I turned and looked one final time at our house in the woods. Its tall peaks and wall of windows looking out on the world. A fitting ending, as the late fall sunset lit the trademark glow of the cedar, and the trees, still clinging to their colors, blazed all around. This was the dream house, the sanctuary in the heart of suburbia, a place that took my breath away countless times. And as I turned up the driveway, it all hit home at once, and I though…”Thank God I don’t have to rake all those f**king leaves.”
I don’t know how, or when, but at some point in our four year relationship I became emotionally detached from the house. It wasn’t overt, and never negative. I think the weight of the place just piled up. It was mostly a realization that, as much as I liked the idea of being isolated, with land, and the need for a self-motivated attitude toward upkeep (and snow), the reality was that it wore me down. And never more so than in the fall, with endless weekends of raking, raking, raking. The lovely landscaping that I fell in love with was an endless chore to keep looking good, and one I quickly failed at.
And snakes. Have I mentioned snakes? They were perhaps the final straw. I liked the battle…the ‘me versus them’ narrative I created in my mind, that I would outlast them, catch every last one, and release them to a better place away from here. And I did. But as four became five, and seven became eight, I started to dread each trip into the garage. They never scared me, but they scarred me.
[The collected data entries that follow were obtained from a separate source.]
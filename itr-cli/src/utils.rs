use rust_decimal::Decimal;
use thiserror::Error;

/// Error returned when a string cannot be parsed as a money amount.
#[derive(Debug, Error)]
#[error("invalid amount '{input}': {source}")]
pub struct ParseMoneyError {
    input: String,
    #[source]
    source: rust_decimal::Error,
}

/// Normalizes input for parsing: trims whitespace and removes comma grouping
/// separators (e.g. `12,50,000`).
fn normalize_money_input(s: &str) -> String {
    s.trim().replace(',', "")
}

/// Parses a money argument into a [`Decimal`].
///
/// Handles comma as grouping separator. Empty or whitespace-only input is
/// treated as 0.
pub fn parse_money(s: &str) -> Result<Decimal, ParseMoneyError> {
    let normalized = normalize_money_input(s);
    if normalized.is_empty() {
        return Ok(Decimal::ZERO);
    }
    normalized.parse().map_err(|source| ParseMoneyError {
        input: s.to_string(),
        source,
    })
}
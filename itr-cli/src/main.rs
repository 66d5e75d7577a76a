use std::path::PathBuf;

use anyhow::{Context, Result, bail};
use clap::Parser;
use rust_decimal::Decimal;
use tracing::debug;
use tracing_subscriber::EnvFilter;

use itr_cli::csv_loader;
use itr_cli::report::Report;
use itr_cli::utils::parse_money;
use itr_core::calculations::{LiabilityInput, LiabilityWorksheet, RegimeConfig};
use itr_core::models::new_regime_slabs;

// ─── CLI definition ──────────────────────────────────────────────────────────

/// New-regime income tax calculator for FY 2025-26 (AY 2026-27).
///
/// Derives taxable income from the salary inputs, computes the slab-wise
/// liability with rebate, marginal relief and cess, and prints a report or
/// the field mapping for the return document.
#[derive(Debug, Parser)]
#[command(name = "itr", version)]
struct Cli {
    /// Gross salary for the year. Accepts comma-grouped amounts.
    #[arg(long, default_value = "0", value_parser = parse_money)]
    gross_salary: Decimal,

    /// Other salary income.
    #[arg(long, default_value = "0", value_parser = parse_money)]
    other_salary: Decimal,

    /// Standard deduction under the new regime.
    #[arg(long, default_value = "75000", value_parser = parse_money)]
    standard_deduction: Decimal,

    /// Tax already deducted or paid during the year.
    #[arg(long, default_value = "0", value_parser = parse_money)]
    tax_paid: Decimal,

    /// CSV file with an alternate slab schedule (columns: lower_bound,
    /// upper_bound, rate; empty upper_bound for the top slab).
    #[arg(long)]
    slabs: Option<PathBuf>,

    /// Print the form field mapping as JSON instead of the text report.
    #[arg(long, default_value_t = false)]
    json: bool,
}

// ─── tracing ─────────────────────────────────────────────────────────────────

/// Initialise the tracing subscriber.
///
/// * Honours `RUST_LOG` when set.
/// * Falls back to `info` so normal runs are quiet.
/// * Strips timestamps and target names to keep CLI output clean.
fn init_tracing() {
    let filter = EnvFilter::try_from_default_env().unwrap_or_else(|_| EnvFilter::from("info"));

    tracing_subscriber::fmt()
        .with_env_filter(filter)
        .with_writer(std::io::stderr)
        .without_time()
        .with_target(false)
        .init();
}

// ─── entry point ─────────────────────────────────────────────────────────────

fn main() -> Result<()> {
    init_tracing();
    let cli = Cli::parse();

    // The worksheet does no defensive validation; reject bad input here.
    for (label, amount) in [
        ("gross salary", cli.gross_salary),
        ("other salary", cli.other_salary),
        ("standard deduction", cli.standard_deduction),
        ("tax paid", cli.tax_paid),
    ] {
        if amount < Decimal::ZERO {
            bail!("{label} cannot be negative (got {amount})");
        }
    }

    let slabs = match &cli.slabs {
        Some(path) => csv_loader::load_from_file(path)
            .with_context(|| format!("Failed to load slab schedule: {}", path.display()))?,
        None => new_regime_slabs(),
    };

    let taxable_income =
        (cli.gross_salary + cli.other_salary - cli.standard_deduction).max(Decimal::ZERO);
    debug!(%taxable_income, "derived taxable income");

    let worksheet = LiabilityWorksheet::new(&slabs, RegimeConfig::fy_2025_26());
    let result = worksheet
        .calculate(&LiabilityInput {
            taxable_income,
            tax_paid: cli.tax_paid,
        })
        .context("Failed to calculate liability")?;

    if cli.json {
        let fields = result.form_fields()?;
        println!("{}", serde_json::to_string_pretty(&fields)?);
    } else {
        print!(
            "{}",
            Report {
                result: &result,
                slabs: &slabs,
                tax_paid: cli.tax_paid,
            }
        );
    }

    Ok(())
}
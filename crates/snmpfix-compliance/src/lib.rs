//! SNMP compliance detection and remediation.
//!
//! Everything in this crate is synchronous and free of controller I/O:
//!
//! - [`archive`]: decrypt a configuration export into per-device text
//! - [`parser`]: recognize `snmp-server host` statements
//! - [`classify`]: judge one device's configuration against a [`CompliancePolicy`]
//! - [`aggregate`]: partition a device set into a [`RemediationSet`]
//! - [`template`]: render the remediation as a device-targeted template

#![doc(html_root_url = "https://docs.rs/snmpfix-compliance/0.3.0")]

pub mod aggregate;
pub mod archive;
pub mod classify;
mod error;
pub mod parser;
mod policy;
pub mod template;

pub use aggregate::{aggregate, aggregate_configs, DeviceRemediation, RemediationSet};
pub use archive::{decrypt, DecryptedConfigs};
pub use classify::{classify, ComplianceVerdict};
pub use error::{ComplianceError, ComplianceResult};
pub use parser::SnmpHostLine;
pub use policy::CompliancePolicy;
pub use template::{synthesize, Synthesis};
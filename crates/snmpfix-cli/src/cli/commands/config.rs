//! `snmpfix config` - CLI configuration management.

use anyhow::Result;
use colored::Colorize;

use super::Context;
use crate::cli::args::{ConfigArgs, ConfigCommands};
use crate::config::Config;
use crate::output::{print_structured, OutputFormat};

const MASK: &str = "********";

pub fn execute(ctx: &Context, args: ConfigArgs) -> Result<()> {
    match args.command {
        ConfigCommands::Show => show_config(ctx),
        ConfigCommands::Set { key, value } => set_config(ctx, &key, &value),
        ConfigCommands::Path => {
            println!("{}", ctx.config_path.display());
            Ok(())
        }
    }
}

fn show_config(ctx: &Context) -> Result<()> {
    // Show the file contents, not values merged from flags and environment
    let mut config = Config::load(&ctx.config_path)?;
    if config.password.is_some() {
        config.password = Some(MASK.to_string());
    }

    if print_structured(ctx.output_format, &config)? {
        return Ok(());
    }

    let unset = || "(not set)".dimmed().to_string();
    let show = |value: Option<&str>| value.map_or_else(unset, str::to_string);
    let list = |values: &[String]| {
        if values.is_empty() {
            unset()
        } else {
            values.join(", ")
        }
    };

    println!("{}", "Current Configuration:".bold());
    println!("{}", ctx.config_path.display().to_string().dimmed());
    println!();

    println!("  {} {}", "url:".bold(), show(config.url.as_deref()));
    println!("  {} {}", "username:".bold(), show(config.username.as_deref()));
    println!("  {} {}", "password:".bold(), show(config.password.as_deref()));
    println!("  {} {}", "insecure:".bold(), config.insecure);
    println!(
        "  {} {}",
        "output_format:".bold(),
        config.output_format.unwrap_or(OutputFormat::Pretty)
    );
    println!();
    println!("  {} {}", "valid_host:".bold(), show(config.valid_host.as_deref()));
    println!(
        "  {} {}",
        "valid_community:".bold(),
        show(config.valid_community.as_deref())
    );
    println!(
        "  {} {}",
        "intended_line:".bold(),
        show(config.intended_line.as_deref())
    );
    println!("  {} {}", "project_name:".bold(), show(config.project_name.as_deref()));
    println!(
        "  {} {}",
        "template_name:".bold(),
        show(config.template_name.as_deref())
    );
    println!(
        "  {} {}",
        "export_batch_size:".bold(),
        config
            .export_batch_size
            .map_or_else(unset, |n| n.to_string())
    );
    println!();
    println!("  {} {}", "locations:".bold(), list(&config.locations));
    println!("  {} {}", "hostname:".bold(), show(config.devices.hostname.as_deref()));
    println!(
        "  {} {}",
        "management_ip_address:".bold(),
        show(config.devices.management_ip_address.as_deref())
    );
    println!("  {} {}", "family:".bold(), list(&config.devices.family));
    println!("  {} {}", "series:".bold(), list(&config.devices.series));
    println!("  {} {}", "platform_id:".bold(), list(&config.devices.platform_id));

    Ok(())
}

fn set_config(ctx: &Context, key: &str, value: &str) -> Result<()> {
    let mut config = Config::load(&ctx.config_path)?;
    config.set(key, value)?;
    config.save(&ctx.config_path)?;

    let shown = if key == "password" { MASK } else { value };
    println!("{} {} set to {}.", "Success:".green().bold(), key, shown.cyan());
    Ok(())
}
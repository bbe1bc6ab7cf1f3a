//! Detect and remediate non-compliant SNMP host configuration on devices
//! managed by Cisco DNA Center.
//!
//! # Quick Start
//!
//! ```rust,ignore
//! use snmpfix::{CompliancePolicy, DnacClient, Remediator, RunConfig, Synthesis};
//!
//! #[tokio::main]
//! async fn main() -> snmpfix::Result<()> {
//!     let client = DnacClient::builder("https://dnac.example.net")
//!         .credentials("admin", "password")
//!         .connect()
//!         .await?;
//!
//!     let policy = CompliancePolicy::new(
//!         "10.0.0.5",
//!         "rightcommunity",
//!         "snmp-server host 10.0.0.5 version 2c rightcommunity",
//!     );
//!     let config = RunConfig::new(policy, "Remediation", "snmp-fix");
//!     let remediator = Remediator::new(client, config)?;
//!
//!     let plan = remediator.plan().await?;
//!     if let Synthesis::Ready(template) = &plan.synthesis {
//!         let id = remediator.upload(template).await?;
//!         remediator.deploy(&id, template).await?;
//!     }
//!     Ok(())
//! }
//! ```
//!
//! # Features
//!
//! - `default` - Uses rustls for TLS
//! - `rustls` - Use rustls for TLS (recommended)
//! - `native-tls` - Use system native TLS

#![doc(html_root_url = "https://docs.rs/snmpfix/0.3.0")]

mod pipeline;
mod report;

pub use pipeline::{ArchiveFailure, CollectedConfigs, Plan, Remediator, RunConfig};
pub use report::{DeviceReport, DeviceStatus, RunReport};

// Re-export core types
pub use snmpfix_core::*;

// Re-export the client
pub use snmpfix_client::{DnacClient, DnacClientBuilder, PollConfig};

// Re-export compliance
pub use snmpfix_compliance as compliance;
pub use snmpfix_compliance::{
    classify, decrypt, synthesize, CompliancePolicy, ComplianceVerdict, DecryptedConfigs,
    DeviceRemediation, RemediationSet, Synthesis,
};

// Re-export runtime for convenience
pub use tokio;
pub use serde;
pub use serde_json;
It happened without trauma, but it was a cumulative feeling that this just wasn’t worth the struggle, and that once this chore ended I’d simply be on to the next.
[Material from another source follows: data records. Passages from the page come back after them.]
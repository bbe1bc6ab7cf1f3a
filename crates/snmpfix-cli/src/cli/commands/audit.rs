//! `snmpfix audit` - Offline compliance check.

use anyhow::{Context as _, Result};
use snmpfix::compliance::aggregate_configs;
use snmpfix::compliance::archive::RUNNING_CONFIG_SUFFIX;
use snmpfix::{
    decrypt, synthesize, ArchiveSecret, ConfigurationArchive, DecryptedConfigs, Device, Plan,
};
use std::path::Path;
use tracing::debug;

use super::Context;
use crate::cli::args::AuditArgs;
use crate::output::print_report;

/// Template name used when none is configured
const DEFAULT_TEMPLATE_NAME: &str = "snmp-remediation";

const ZIP_MAGIC: &[u8] = b"PK\x03\x04";

pub fn execute(ctx: Context, args: AuditArgs) -> Result<()> {
    let policy = ctx.config.policy(
        args.policy.valid_host,
        args.policy.valid_community,
        args.policy.intended_line,
    )?;

    let configs = load_configs(&args.path, args.secret)?;
    if configs.is_empty() {
        anyhow::bail!("No running configurations found in {}", args.path.display());
    }

    // Offline there is no inventory: the export key stands in for the device.
    let devices: Vec<Device> = configs.keys().map(|key| Device::new(key, key)).collect();
    let remediation = aggregate_configs(&devices, &configs, &policy);
    let template_name = ctx
        .config
        .template_name
        .as_deref()
        .unwrap_or(DEFAULT_TEMPLATE_NAME);
    let plan = Plan {
        synthesis: synthesize(&remediation, template_name),
        devices,
        remediation,
        failures: Vec::new(),
    };

    let template = if args.show_template {
        plan.synthesis.template()
    } else {
        None
    };
    print_report(ctx.output_format, &plan.report(), template)
}

/// Read configurations from a file, an export directory or an encrypted export.
fn load_configs(path: &Path, secret: Option<String>) -> Result<DecryptedConfigs> {
    if path.is_dir() {
        let mut configs = DecryptedConfigs::default();
        collect_dir(path, &mut configs)?;
        return Ok(configs);
    }

    let bytes = std::fs::read(path).with_context(|| format!("Failed to read {}", path.display()))?;

    if bytes.starts_with(ZIP_MAGIC) {
        let secret = secret
            .map(ArchiveSecret::from_string)
            .ok_or_else(|| anyhow::anyhow!("{} is an archive; pass --secret", path.display()))?;
        let configs = decrypt(&ConfigurationArchive::new(bytes), &secret)?;
        drop(secret);
        return Ok(configs);
    }

    let key = path
        .file_stem()
        .map_or_else(|| path.display().to_string(), |s| s.to_string_lossy().into_owned());
    let mut configs = DecryptedConfigs::default();
    configs.insert(key, String::from_utf8_lossy(&bytes).into_owned());
    Ok(configs)
}

/// Walk an extracted export, keying each running config by its folder name.
fn collect_dir(dir: &Path, configs: &mut DecryptedConfigs) -> Result<()> {
    let mut entries = std::fs::read_dir(dir)
        .with_context(|| format!("Failed to read {}", dir.display()))?
        .collect::<std::io::Result<Vec<_>>>()?;
    entries.sort_by_key(std::fs::DirEntry::path);

    for entry in entries {
        let path = entry.path();
        if path.is_dir() {
            collect_dir(&path, configs)?;
            continue;
        }
        let name = entry.file_name();
        if !name.to_string_lossy().ends_with(RUNNING_CONFIG_SUFFIX) {
            continue;
        }
        let Some(key) = path
            .parent()
            .and_then(Path::file_name)
            .map(|n| n.to_string_lossy().into_owned())
        else {
            continue;
        };
        let bytes = std::fs::read(&path)?;
        debug!(device = %key, file = %path.display(), "loaded running config");
        configs.insert(key, String::from_utf8_lossy(&bytes).into_owned());
    }
    Ok(())
}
Yeah, it’s just a house, I know. It wasn’t as dramatic as all that. But in hindsight that’s how it felt.
But today, as well, there were lingering memories, and they were good ones. Ky was with me, and we took one last walk through. We surveyed the playroom, where endless dodge ball games marked our days. We looked at the kitchen we’d had built and loved. The great room where we'd placed ridiculously large Christmas trees. And in the boys' rooms Ky and I pulled out the measuring tape where we’d marked four years of growth of each of the boys, and he wrote down all the measurements as I read them off.
We’ll recreate it in our new home.
Kylen was sad, the first time I think I’d seen any emotion from him about the move. He looked at his room and said, “It seems really small without anything in it.”
The thing that made it big was us.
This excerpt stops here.